* **Given records**:
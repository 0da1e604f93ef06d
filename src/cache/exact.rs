//! Bounded exact-match LRU cache shared across concurrent searches.
//!
//! One mutex guards the whole map. Every operation is an O(1) map update, so the
//! lock is never held across model inference or I/O.

use std::hash::Hash;
use std::num::NonZeroUsize;

use lru::LruCache;
use parking_lot::Mutex;

use super::types::CacheStats;

/// Exact-match key → value cache with least-recently-used eviction.
///
/// - `get` on a hit refreshes the entry's recency.
/// - `set` on a full cache evicts the least-recently-used entry first.
/// - Entries never expire; keys are exact copies of immutable inputs.
pub struct ExactCache<K, V> {
    entries: Mutex<LruCache<K, V>>,
    stats: CacheStats,
}

impl<K: Hash + Eq, V: Clone> ExactCache<K, V> {
    /// Creates a cache holding at most `capacity` entries (minimum 1).
    pub fn with_capacity(capacity: usize) -> Self {
        let capacity = NonZeroUsize::new(capacity).unwrap_or(NonZeroUsize::MIN);
        Self {
            entries: Mutex::new(LruCache::new(capacity)),
            stats: CacheStats::default(),
        }
    }

    /// Returns a clone of the cached value and marks it most-recently-used.
    pub fn get(&self, key: &K) -> Option<V> {
        let mut entries = self.entries.lock();
        match entries.get(key) {
            Some(value) => {
                self.stats.record_hit();
                Some(value.clone())
            }
            None => {
                self.stats.record_miss();
                None
            }
        }
    }

    /// Stores `value` under `key`, evicting the least-recently-used entry if full.
    pub fn set(&self, key: K, value: V) {
        let mut entries = self.entries.lock();
        // Only count an eviction when the cache is full AND the key is new.
        if entries.len() == entries.cap().get() && !entries.contains(&key) {
            self.stats.record_eviction();
        }
        entries.put(key, value);
    }

    /// Returns `true` if `key` is present, without touching recency.
    pub fn contains(&self, key: &K) -> bool {
        self.entries.lock().contains(key)
    }

    /// Number of live entries.
    pub fn len(&self) -> usize {
        self.entries.lock().len()
    }

    pub fn is_empty(&self) -> bool {
        self.len() == 0
    }

    /// Configured capacity.
    pub fn capacity(&self) -> usize {
        self.entries.lock().cap().get()
    }

    /// Drops every entry. Statistics are kept.
    pub fn clear(&self) {
        self.entries.lock().clear();
    }

    pub fn stats(&self) -> &CacheStats {
        &self.stats
    }
}

impl<K: Hash + Eq, V> std::fmt::Debug for ExactCache<K, V> {
    fn fmt(&self, f: &mut std::fmt::Formatter<'_>) -> std::fmt::Result {
        let entries = self.entries.lock();
        f.debug_struct("ExactCache")
            .field("len", &entries.len())
            .field("capacity", &entries.cap().get())
            .field("stats", &self.stats.snapshot())
            .finish()
    }
}
use std::sync::Arc;
use std::sync::atomic::{AtomicU64, Ordering};

use serde::Serialize;

use super::exact::ExactCache;

/// Prefixed query text → unit-length query vector.
pub type EmbeddingCache = ExactCache<String, Arc<[f32]>>;

/// (query, document prefix) → cross-encoder score.
pub type RerankCache = ExactCache<RerankKey, f32>;

/// Key for [`RerankCache`]: the exact query and the exact truncated document text
/// that were fed to the cross-encoder.
#[derive(Debug, Clone, PartialEq, Eq, Hash)]
pub struct RerankKey {
    query: String,
    document_prefix: String,
}

impl RerankKey {
    pub fn new(query: impl Into<String>, document_prefix: impl Into<String>) -> Self {
        Self {
            query: query.into(),
            document_prefix: document_prefix.into(),
        }
    }

    pub fn query(&self) -> &str {
        &self.query
    }

    pub fn document_prefix(&self) -> &str {
        &self.document_prefix
    }
}

/// Hit/miss/eviction counters.
#[derive(Debug, Default)]
pub struct CacheStats {
    hits: AtomicU64,
    misses: AtomicU64,
    evictions: AtomicU64,
}

impl CacheStats {
    #[inline]
    pub(crate) fn record_hit(&self) {
        self.hits.fetch_add(1, Ordering::Relaxed);
    }

    #[inline]
    pub(crate) fn record_miss(&self) {
        self.misses.fetch_add(1, Ordering::Relaxed);
    }

    #[inline]
    pub(crate) fn record_eviction(&self) {
        self.evictions.fetch_add(1, Ordering::Relaxed);
    }

    /// Point-in-time copy of the counters.
    pub fn snapshot(&self) -> CacheStatsSnapshot {
        CacheStatsSnapshot {
            hits: self.hits.load(Ordering::Relaxed),
            misses: self.misses.load(Ordering::Relaxed),
            evictions: self.evictions.load(Ordering::Relaxed),
        }
    }
}

#[derive(Debug, Clone, Copy, PartialEq, Eq, Serialize)]
pub struct CacheStatsSnapshot {
    pub hits: u64,
    pub misses: u64,
    pub evictions: u64,
}

impl CacheStatsSnapshot {
    /// Hit rate in `[0.0, 1.0]` (0.0 when nothing was looked up yet).
    pub fn hit_rate(&self) -> f64 {
        let total = self.hits + self.misses;
        if total == 0 {
            0.0
        } else {
            self.hits as f64 / total as f64
        }
    }
}
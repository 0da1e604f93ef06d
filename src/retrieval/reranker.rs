use std::sync::Arc;

use tracing::debug;

use super::candidate::Candidate;
use super::error::RetrievalError;
use crate::cache::{RerankCache, RerankKey};
use crate::constants::RERANK_DOC_PREFIX_CHARS;
use crate::embedding::{CrossEncoderModel, RerankerError};

/// First `max_chars` characters of `text` (char boundaries, not bytes).
pub fn truncate_chars(text: &str, max_chars: usize) -> &str {
    match text.char_indices().nth(max_chars) {
        Some((byte_idx, _)) => &text[..byte_idx],
        None => text,
    }
}

/// Stage-two scoring with a per-pair score cache.
pub struct CrossEncoderReranker<R> {
    model: Arc<R>,
    cache: RerankCache,
}

impl<R: CrossEncoderModel + 'static> CrossEncoderReranker<R> {
    pub fn new(model: Arc<R>, cache_capacity: usize) -> Self {
        Self {
            model,
            cache: RerankCache::with_capacity(cache_capacity),
        }
    }

    pub fn cache(&self) -> &RerankCache {
        &self.cache
    }

    pub fn model(&self) -> &Arc<R> {
        &self.model
    }

    /// Scores, orders and trims `candidates`.
    ///
    /// Cached pairs are reused and every miss goes to the model in a single
    /// batch. `do_not_cite` chunks are dropped after sorting, before the
    /// `top_n` cut. Empty input returns immediately without a model call.
    pub async fn rerank(
        &self,
        query: &str,
        mut candidates: Vec<Candidate>,
        top_n: usize,
        exclude_non_citable: bool,
    ) -> Result<Vec<Candidate>, RetrievalError> {
        if candidates.is_empty() {
            return Ok(candidates);
        }

        let prefixes: Vec<String> = candidates
            .iter()
            .map(|c| truncate_chars(&c.text, RERANK_DOC_PREFIX_CHARS).to_string())
            .collect();

        let mut scores: Vec<Option<f32>> = prefixes
            .iter()
            .map(|prefix| self.cache.get(&RerankKey::new(query, prefix.as_str())))
            .collect();

        let misses: Vec<usize> = scores
            .iter()
            .enumerate()
            .filter_map(|(i, s)| s.is_none().then_some(i))
            .collect();

        debug!(
            candidates = candidates.len(),
            cache_hits = candidates.len() - misses.len(),
            misses = misses.len(),
            "Reranking candidates"
        );

        if !misses.is_empty() {
            let fresh = self.predict_batch(query, &misses, &prefixes).await?;
            for (&i, score) in misses.iter().zip(fresh) {
                self.cache
                    .set(RerankKey::new(query, prefixes[i].as_str()), score);
                scores[i] = Some(score);
            }
        }

        for (candidate, score) in candidates.iter_mut().zip(scores) {
            candidate.rerank_score = score;
        }

        // Stable: equal scores keep retrieval order.
        candidates.sort_by(|a, b| b.score().total_cmp(&a.score()));

        if exclude_non_citable {
            candidates.retain(Candidate::is_citable);
        }

        candidates.truncate(top_n);
        Ok(candidates)
    }

    async fn predict_batch(
        &self,
        query: &str,
        misses: &[usize],
        prefixes: &[String],
    ) -> Result<Vec<f32>, RetrievalError> {
        let model = Arc::clone(&self.model);
        let query = query.to_string();
        let documents: Vec<String> = misses.iter().map(|&i| prefixes[i].clone()).collect();
        let expected = documents.len();

        let scores = tokio::task::spawn_blocking(move || {
            let pairs: Vec<(&str, &str)> = documents
                .iter()
                .map(|d| (query.as_str(), d.as_str()))
                .collect();
            model.predict(&pairs)
        })
        .await
        .map_err(|e| RetrievalError::TaskFailed {
            stage: "rerank",
            message: e.to_string(),
        })??;

        if scores.len() != expected {
            return Err(RerankerError::ScoreCountMismatch {
                expected,
                actual: scores.len(),
            }
            .into());
        }

        if let Some((index, &score)) = scores.iter().enumerate().find(|(_, s)| !s.is_finite()) {
            return Err(RerankerError::NonFiniteScore { index, score }.into());
        }

        Ok(scores)
    }
}
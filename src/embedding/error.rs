use std::path::PathBuf;
use thiserror::Error;

use crate::constants::DimValidationError;

#[derive(Debug, Error)]
pub enum EmbeddingError {
    #[error("embedding model not found at path: {path}")]
    ModelNotFound { path: PathBuf },

    #[error("failed to load embedding model: {reason}")]
    ModelLoadFailed { reason: String },

    #[error("{device} device unavailable: {reason}")]
    DeviceUnavailable { device: String, reason: String },

    #[error("embedding inference failed: {reason}")]
    InferenceFailed { reason: String },

    #[error("tokenization failed: {reason}")]
    TokenizationFailed { reason: String },

    #[error("invalid model configuration: {reason}")]
    InvalidConfig { reason: String },

    #[error("encoder returned {actual} vectors for {expected} inputs")]
    OutputCountMismatch { expected: usize, actual: usize },

    #[error("unexpected embedding shape: {0}")]
    Dimension(#[from] DimValidationError),
}

impl From<candle_core::Error> for EmbeddingError {
    fn from(err: candle_core::Error) -> Self {
        EmbeddingError::InferenceFailed {
            reason: err.to_string(),
        }
    }
}

impl From<std::io::Error> for EmbeddingError {
    fn from(err: std::io::Error) -> Self {
        EmbeddingError::ModelLoadFailed {
            reason: err.to_string(),
        }
    }
}
use serde::Serialize;

use crate::constants::{
    HIGH_CONFIDENCE_THRESHOLD, LOW_CONFIDENCE_FLOOR, MEDIUM_CONFIDENCE_THRESHOLD,
};

/// How much the top rerank score supports answering from evidence.
#[derive(Debug, Clone, Copy, PartialEq, Eq, PartialOrd, Ord, Serialize)]
#[serde(rename_all = "lowercase")]
pub enum Confidence {
    /// Below the floor: ask the user to clarify instead of answering.
    None,
    Low,
    Medium,
    High,
}

impl Confidence {
    pub fn as_str(&self) -> &'static str {
        match self {
            Confidence::None => "none",
            Confidence::Low => "low",
            Confidence::Medium => "medium",
            Confidence::High => "high",
        }
    }

    pub fn needs_clarification(&self) -> bool {
        matches!(self, Confidence::None)
    }
}

impl std::fmt::Display for Confidence {
    fn fmt(&self, f: &mut std::fmt::Formatter<'_>) -> std::fmt::Result {
        f.write_str(self.as_str())
    }
}

/// Score cut-offs. `floor` is also the airline-fallback trigger.
#[derive(Debug, Clone, Copy, PartialEq)]
pub struct ConfidenceThresholds {
    pub floor: f32,
    pub medium: f32,
    pub high: f32,
}

impl Default for ConfidenceThresholds {
    fn default() -> Self {
        Self {
            floor: LOW_CONFIDENCE_FLOOR,
            medium: MEDIUM_CONFIDENCE_THRESHOLD,
            high: HIGH_CONFIDENCE_THRESHOLD,
        }
    }
}

impl ConfidenceThresholds {
    pub fn with_floor(mut self, floor: f32) -> Self {
        self.floor = floor;
        self
    }

    pub fn classify(&self, score: f32) -> Confidence {
        if score < self.floor {
            Confidence::None
        } else if score >= self.high {
            Confidence::High
        } else if score >= self.medium {
            Confidence::Medium
        } else {
            Confidence::Low
        }
    }

    /// `true` when `score` is under the floor.
    pub fn below_floor(&self, score: f32) -> bool {
        score < self.floor
    }
}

* **Requirement**:
Go through the entries above and copy out every line that includes the word "CacheStatsSnapshot".

* **Written response**:
    pub fn snapshot(&self) -> CacheStatsSnapshot {
        CacheStatsSnapshot {
pub struct CacheStatsSnapshot {
impl CacheStatsSnapshot {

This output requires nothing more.